WHO projects COVID-19 peak in October

ISRAEL,US: The World Health Organisation expects a rise in COVID-19 in Ukraine to peak in October, possibly bringing hospitals close to their capacity threshold, WHO’s director-general Tedros Adhanom Ghebreyesus said on Monday.

“We are now seeing an increase in cases of COVID-19 in Ukraine. We project that transmission could peak in early October and hospitals could approach their capacity threshold,” Ghebreyesus told WHO’S Regional Committee for Europe conference in Tel Aviv.

“Oxygen shortages are predicted because major supply sources are in occupied parts of the country,” he said.

Oxygen is essential for patients with a range of conditions, including COVID-19 and those with other critical illnesses stemming from complications of pregnancy, childbirth, sepsis, injuries and trauma.

Russia’s February invasion of Ukraine has greatly impacted healthcare, with the WHO confirming more than 500 attacks on health infrastructure there, resulting in some 100 deaths. Ghebreyesus also said that the war could increase polio spread.

“We are also deeply concerned about the potential for the international spread of polio due to the gaps in immunization coverage and mass population movement linked to the war,” he said.

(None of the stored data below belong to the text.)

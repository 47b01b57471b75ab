//! Common error types for Bismillah

use thiserror::Error;

/// Common result type for Bismillah operations
pub type Result<T> = std::result::Result<T, Error>;

/// Common error types shared by the workspace crates
#[derive(Error, Debug)]
pub enum Error {
    /// Database operation error (wraps sqlx::Error)
    #[error("Database error: {0}")]
    Database(#[from] sqlx::Error),

    /// I/O operation error (wraps std::io::Error)
    #[error("IO error: {0}")]
    Io(#[from] std::io::Error),

    /// JSON encoding or decoding of a stored value failed
    #[error("Serialization error: {0}")]
    Serialization(#[from] serde_json::Error),

    /// Configuration loading or validation error
    #[error("Configuration error: {0}")]
    Config(String),

    /// Invalid user input or request parameter
    #[error("Invalid input: {0}")]
    InvalidInput(String),
}
//! Configuration loading and data folder resolution
//!
//! Bootstrap settings come from a small TOML file. Every field has a
//! built-in default, and a missing config file is not an error: the bot
//! starts with defaults and logs a warning.
//!
//! # Settings Sources Priority
//!
//! 1. Command-line arguments
//! 2. Environment variables (`BISMILLAH_DATA_FOLDER`, `BISMILLAH_TOKEN`)
//! 3. TOML configuration file
//! 4. Built-in defaults

use crate::{Error, Result};
use serde::Deserialize;
use std::path::{Path, PathBuf};
use tracing::{info, warn};

/// Environment variable overriding the data folder
pub const DATA_FOLDER_ENV: &str = "BISMILLAH_DATA_FOLDER";

/// Environment variable carrying the Bot API token
pub const TOKEN_ENV: &str = "BISMILLAH_TOKEN";

/// Bootstrap configuration loaded from TOML file
#[derive(Debug, Clone, Deserialize)]
#[serde(default)]
pub struct TomlConfig {
    /// Bot API token (prefer the environment variable in production)
    pub bot_token: Option<String>,

    /// Bot username advertised in the help text
    pub bot_username: String,

    /// Folder holding the corpus files and rendered assets
    pub data_folder: Option<PathBuf>,

    /// SQLite database for session and file-token storage
    ///
    /// Default: `<data_folder>/bismillah.db`
    pub database_path: Option<PathBuf>,

    /// Prefix prepended to every stored key
    pub namespace: String,

    /// Append-only feedback log (relative to the data folder)
    pub feedback_file: PathBuf,

    /// Long-poll wait passed to getUpdates
    pub poll_timeout_secs: u64,

    /// Logging configuration
    pub logging: LoggingConfig,

    /// Corpus source files
    pub corpus: CorpusConfig,

    /// Where these settings came from
    #[serde(skip)]
    pub source: ConfigSource,
}

/// Origin of a loaded [`TomlConfig`]
///
/// `load` runs before logging is configured, so it records the outcome here
/// and [`TomlConfig::log_source`] reports it once a subscriber is installed.
#[derive(Debug, Clone, Default, PartialEq, Eq)]
pub enum ConfigSource {
    /// Constructed in code
    #[default]
    Builtin,
    /// The config file was absent; defaults apply
    Missing(PathBuf),
    /// Parsed from this file
    File(PathBuf),
}

/// Logging configuration
#[derive(Debug, Clone, Deserialize)]
#[serde(default)]
pub struct LoggingConfig {
    /// Log level (trace, debug, info, warn, error)
    pub level: String,

    /// Log file path (optional, logs to stderr if not specified)
    pub file: Option<PathBuf>,
}

/// Format of the commentary source file
#[derive(Debug, Clone, Copy, PartialEq, Eq, Deserialize)]
#[serde(rename_all = "lowercase")]
pub enum TafsirFormat {
    /// pdftotext output of the Jalalayn PDF
    Jalalayn,
    /// `surah|ayah|text` lines
    Tanzil,
}

/// Corpus file locations, relative to the data folder unless absolute
#[derive(Debug, Clone, Deserialize)]
#[serde(default)]
pub struct CorpusConfig {
    pub translation_file: PathBuf,
    pub tafsir_file: PathBuf,
    pub tafsir_format: TafsirFormat,
    pub metadata_file: PathBuf,
}

impl Default for TomlConfig {
    fn default() -> Self {
        Self {
            bot_token: None,
            bot_username: "BismillahBot".to_string(),
            data_folder: None,
            database_path: None,
            namespace: String::new(),
            feedback_file: PathBuf::from("feedback.txt"),
            poll_timeout_secs: 10,
            logging: LoggingConfig::default(),
            corpus: CorpusConfig::default(),
            source: ConfigSource::Builtin,
        }
    }
}

impl Default for LoggingConfig {
    fn default() -> Self {
        Self {
            level: "info".to_string(),
            file: None,
        }
    }
}

impl Default for CorpusConfig {
    fn default() -> Self {
        Self {
            translation_file: PathBuf::from("en.ahmedraza"),
            tafsir_file: PathBuf::from("Al_Jalalain_Eng.txt"),
            tafsir_format: TafsirFormat::Jalalayn,
            metadata_file: PathBuf::from("quran-data.xml"),
        }
    }
}

impl TomlConfig {
    /// Load configuration from a TOML file
    ///
    /// A missing file yields the defaults. A file that exists but cannot be
    /// read or parsed is a configuration error.
    pub fn load(path: &Path) -> Result<Self> {
        if !path.exists() {
            return Ok(Self {
                source: ConfigSource::Missing(path.to_path_buf()),
                ..Self::default()
            });
        }

        let content = std::fs::read_to_string(path)?;
        let mut config: TomlConfig = toml::from_str(&content)
            .map_err(|e| Error::Config(format!("Invalid config file {}: {}", path.display(), e)))?;
        config.source = ConfigSource::File(path.to_path_buf());
        Ok(config)
    }

    /// Log where the configuration came from
    pub fn log_source(&self) {
        match &self.source {
            ConfigSource::Builtin => info!("Using built-in configuration"),
            ConfigSource::Missing(path) => {
                warn!("Config file {} not found, using defaults", path.display())
            }
            ConfigSource::File(path) => info!("Loaded config from {}", path.display()),
        }
    }

    /// Resolve the Bot API token: CLI/env value first, then TOML
    pub fn resolve_token(&self, cli_or_env: Option<&str>) -> Result<String> {
        cli_or_env
            .map(str::to_string)
            .or_else(|| self.bot_token.clone())
            .filter(|t| !t.trim().is_empty())
            .ok_or_else(|| {
                Error::Config(format!(
                    "No bot token configured (use --token, {} or bot_token in config)",
                    TOKEN_ENV
                ))
            })
    }

    /// Database path, defaulting to `bismillah.db` inside the data folder
    pub fn database_path(&self, data_folder: &Path) -> PathBuf {
        match &self.database_path {
            Some(path) => resolve_relative(data_folder, path),
            None => data_folder.join("bismillah.db"),
        }
    }
}

/// Join `path` onto `base` unless it is already absolute
pub fn resolve_relative(base: &Path, path: &Path) -> PathBuf {
    if path.is_absolute() {
        path.to_path_buf()
    } else {
        base.join(path)
    }
}

/// Data folder resolution following the priority order:
/// 1. Command-line argument (highest priority)
/// 2. `BISMILLAH_DATA_FOLDER` environment variable
/// 3. `data_folder` from the TOML config
/// 4. OS-dependent default (fallback)
pub struct DataFolderResolver<'a> {
    cli_arg: Option<PathBuf>,
    config: &'a TomlConfig,
}

impl<'a> DataFolderResolver<'a> {
    pub fn new(cli_arg: Option<PathBuf>, config: &'a TomlConfig) -> Self {
        Self { cli_arg, config }
    }

    pub fn resolve(&self) -> PathBuf {
        if let Some(path) = &self.cli_arg {
            return path.clone();
        }

        if let Ok(path) = std::env::var(DATA_FOLDER_ENV) {
            if !path.is_empty() {
                return PathBuf::from(path);
            }
        }

        if let Some(path) = &self.config.data_folder {
            return path.clone();
        }

        default_data_folder()
    }
}

/// OS-dependent default data folder
pub fn default_data_folder() -> PathBuf {
    dirs::data_local_dir()
        .map(|d| d.join("bismillah"))
        .unwrap_or_else(|| PathBuf::from("./bismillah_data"))
}
//! bismillah-bot - Telegram bot entry point
//!
//! Startup sequence:
//! 1. Load bootstrap config, resolve the data folder and initialize logging
//! 2. Load and validate the corpus (fatal on any missing verse)
//! 3. Open the session database
//! 4. Poll Telegram until shutdown or a fatal error

use std::path::PathBuf;
use std::sync::{Arc, Mutex};

use anyhow::{Context, Result};
use bismillah_common::config::{
    resolve_relative, DataFolderResolver, TomlConfig, DATA_FOLDER_ENV, TOKEN_ENV,
};
use bismillah_common::db::{init_database, KvStore};
use clap::Parser;
use tokio::signal;
use tracing::info;
use tracing_subscriber::{layer::SubscriberExt, util::SubscriberInitExt, EnvFilter};

use bismillah_bot::assets::AssetCache;
use bismillah_bot::dispatcher::Dispatcher;
use bismillah_bot::feedback::FeedbackLog;
use bismillah_bot::poller;
use bismillah_bot::quran::Quran;
use bismillah_bot::session::SessionStore;
use bismillah_bot::telegram::TelegramClient;

/// Command-line arguments for bismillah-bot
#[derive(Parser, Debug)]
#[command(name = "bismillah-bot")]
#[command(about = "Explore the Noble Qur'an on Telegram")]
#[command(version)]
struct Args {
    /// Bootstrap configuration file
    #[arg(short, long, default_value = "bismillah.toml")]
    config: PathBuf,

    /// Folder with corpus files and rendered assets
    #[arg(short, long, env = DATA_FOLDER_ENV)]
    data_folder: Option<PathBuf>,

    /// Telegram Bot API token
    #[arg(long, env = TOKEN_ENV, hide_env_values = true)]
    token: Option<String>,

    /// SQLite database path (overrides the config file)
    #[arg(long)]
    database: Option<PathBuf>,
}

fn init_tracing(config: &TomlConfig, data_folder: &std::path::Path) -> Result<()> {
    let filter = EnvFilter::try_from_default_env()
        .unwrap_or_else(|_| EnvFilter::new(format!("{},sqlx=warn", config.logging.level)));

    match &config.logging.file {
        Some(path) => {
            let path = resolve_relative(data_folder, path);
            let file = std::fs::OpenOptions::new()
                .create(true)
                .append(true)
                .open(&path)
                .with_context(|| format!("Failed to open log file {}", path.display()))?;
            tracing_subscriber::registry()
                .with(filter)
                .with(tracing_subscriber::fmt::layer().with_ansi(false).with_writer(Mutex::new(file)))
                .init();
        }
        None => {
            tracing_subscriber::registry()
                .with(filter)
                .with(tracing_subscriber::fmt::layer())
                .init();
        }
    }

    Ok(())
}

#[tokio::main]
async fn main() -> Result<()> {
    let args = Args::parse();

    let config = TomlConfig::load(&args.config).context("Failed to load configuration")?;
    let data_folder = DataFolderResolver::new(args.data_folder.clone(), &config).resolve();

    init_tracing(&config, &data_folder)?;

    info!("Starting {}", bismillah_bot::build_banner());
    config.log_source();
    info!("Data folder: {}", data_folder.display());

    let token = config.resolve_token(args.token.as_deref())?;

    let quran = Arc::new(
        Quran::load(&data_folder, &config.corpus).context("Failed to load the Qur'an corpus")?,
    );
    info!("✓ Corpus loaded ({} surahs)", quran.surah_names.len());

    let db_path = args
        .database
        .clone()
        .unwrap_or_else(|| config.database_path(&data_folder));
    let pool = init_database(&db_path)
        .await
        .context("Failed to open session database")?;
    let kv = KvStore::new(pool, config.namespace.clone());
    kv.purge_expired().await?;
    info!("✓ Session database ready: {}", db_path.display());

    let store = SessionStore::new(kv);
    let assets = AssetCache::new(store.clone(), data_folder.clone());
    let feedback = FeedbackLog::new(resolve_relative(&data_folder, &config.feedback_file));
    let dispatcher = Dispatcher::new(quran, store, assets, feedback, &config.bot_username);

    let client = TelegramClient::new(&token).context("Failed to create Telegram client")?;

    poller::run(&client, &dispatcher, config.poll_timeout_secs, shutdown_signal()).await?;

    info!("Shutdown complete");
    Ok(())
}

/// Resolves on Ctrl+C or SIGTERM
async fn shutdown_signal() {
    let ctrl_c = async {
        if let Err(e) = signal::ctrl_c().await {
            tracing::error!("Failed to listen for Ctrl+C: {}", e);
            std::future::pending::<()>().await;
        }
    };

    #[cfg(unix)]
    let terminate = async {
        match signal::unix::signal(signal::unix::SignalKind::terminate()) {
            Ok(mut sigterm) => {
                sigterm.recv().await;
            }
            Err(e) => {
                tracing::error!("Failed to install SIGTERM handler: {}", e);
                std::future::pending::<()>().await;
            }
        }
    };

    #[cfg(not(unix))]
    let terminate = std::future::pending::<()>();

    tokio::select! {
        _ = ctrl_c => {},
        _ = terminate => {},
    }
}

Ukraine has low vaccination coverage for both COVID and polio, an infectious disease mainly affecting children that can cause paralysis and kill in rare cases. Two cases of polio were reported in Ukraine in 2021.

Meanwhile, Researchers have developed an intranasal anti-viral treatment for COVID-19 that decreases the amount of SARS-CoV-2 shed from infected animals and limits transmission of the virus.

By the time people test positive for COVID-19, the SARS-CoV-2 virus has already taken up residence in their respiratory system. With each breath, people expel invisible viral particles into the air -- a process known as viral shedding.

Existing drugs aimed at treating COVID-19 address symptoms of the virus but do little to quell viral shedding.

Researchers at Gladstone Institutes in the US previously developed a novel approach for treating infectious diseases: a single-dose, intranasal treatment that protects against severe SARS-CoV-2 infection.

In a new study published in the journal Proceedings of the National Academy of Sciences, they show that this treatment, called a therapeutic interfering particle (TIP), also decreases the amount of virus shed from infected animals and limits transmission of the virus.

“Historically, it has been exceptionally challenging for antivirals and vaccines to limit the transmission of respiratory viruses, including SARS-CoV-2,” said Gladstone investigator Leor Weinberger, senior author of the new research.

“This study shows that a single, intranasal dose of TIPs reduces the amount of virus transmitted, and protects animals that came into contact with that treated animal,” Leor Weinberger said.

The researchers noted that it is the only single-dose antiviral that reduces not only symptoms and severity of COVID-19, but also shedding of the virus.

Leor Weinberger and Sonali Chaturvedi, a research investigator at Gladstone and first author of the research, treated hamsters infected with SARS-CoV-2 with the antiviral TIPs and then measured, daily, the amount of virus in the animals’ noses.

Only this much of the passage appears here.